What I remember about Vietnam (in no particular order):

Protests
The war on TeeVee; nightly.*
Dr. King’s Riverside Church Sermon
The helicopter in Saigon
The wall in D.C. (i.e., the 50,000+ dead)
The boat people (pretty sure my auto mechanic was one of them)
The end of the draft (my 18th year)
My brother-in-law who was a Green Beret Captain telling me he was there 15 minutes when he knew 2 things: 1) it was the most beautiful country he’d ever seen; 2) we had no business being there.
That the chaos in Saigon fit the war perfectly.

I don’t remember deaths in Saigon a la the airport in Kabul. Then again, the Vietcong weren’t known for their IED’s.
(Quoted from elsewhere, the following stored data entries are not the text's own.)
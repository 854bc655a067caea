//! Named websites for the "open" command

use std::collections::BTreeMap;

/// Sites available out of the box
const DEFAULT_SITES: &[(&str, &str)] = &[
    ("youtube", "https://youtube.com"),
    ("google", "https://google.com"),
    ("github", "https://github.com"),
    ("stackoverflow", "https://stackoverflow.com"),
    ("instagram", "https://instagram.com"),
    ("facebook", "https://facebook.com"),
    ("twitter", "https://twitter.com"),
    ("whatsapp", "https://www.whatsapp.com"),
];

/// Lookup from spoken site name to URL
#[derive(Debug, Clone, PartialEq, Eq)]
pub struct SiteTable {
    sites: BTreeMap<String, String>,
}

impl Default for SiteTable {
    fn default() -> Self {
        Self {
            sites: DEFAULT_SITES
                .iter()
                .map(|(name, url)| ((*name).to_string(), (*url).to_string()))
                .collect(),
        }
    }
}

impl SiteTable {
    /// Default sites plus `extra`, which wins on name clashes
    #[must_use]
    pub fn with_extra(extra: &BTreeMap<String, String>) -> Self {
        let mut table = Self::default();
        table
            .sites
            .extend(extra.iter().map(|(name, url)| (name.to_lowercase(), url.clone())));
        table
    }

    /// URL for a site name
    #[must_use]
    pub fn url(&self, name: &str) -> Option<&str> {
        self.sites.get(name).map(String::as_str)
    }

    /// Configured site names, sorted
    pub fn names(&self) -> impl Iterator<Item = &str> {
        self.sites.keys().map(String::as_str)
    }
}

#[cfg(test)]
mod tests {
    use super::*;

    #[test]
    fn test_default_sites() {
        let table = SiteTable::default();
        assert_eq!(table.url("youtube"), Some("https://youtube.com"));
        assert_eq!(table.url("whatsapp"), Some("https://www.whatsapp.com"));
        assert_eq!(table.url("myspace"), None);
        assert_eq!(table.names().count(), DEFAULT_SITES.len());
    }

    #[test]
    fn test_extra_sites_override() {
        let mut extra = BTreeMap::new();
        extra.insert("Reddit".to_string(), "https://reddit.com".to_string());
        extra.insert("google".to_string(), "https://google.co.uk".to_string());

        let table = SiteTable::with_extra(&extra);
        assert_eq!(table.url("reddit"), Some("https://reddit.com"));
        assert_eq!(table.url("google"), Some("https://google.co.uk"));
    }
}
That was a staple of Afghanistan; so, again, a fitting end (the helicopter was the symbol of the American effort in Vietnam).

Is there an argument here? Yes: journalists make lousy historians. Odds are the end of the war in Afghanistan will barely be remarked on by December. The departure from Saigon was more ignominious, but it didn’t blank the ignominy of the war.

*This was before video. Film was shot in Vietnam, flown to New York City, processed, edited, and broadcast to the country. There were only 3 networks at the time. The war was in our living rooms, Monday through Friday, complete with enemy “body counts,” for a decade. A Doonesbury cartoon summed it up. A military officer is reporting the daily body count to HQ. He stops to ask B.D. (the character of the strip in this episode) what day it is, then turns that date into the “official” body count for the day.

We won’t learn the lessons of Afghanistan because we didn’t learn the lessons of Vietnam. We have been fed a creed that trillions for infrastructure is too expensive, but trillions for war is never enough. We must do violence for women in foreign countries, but we must do violence to our own in our country.And on and on and on…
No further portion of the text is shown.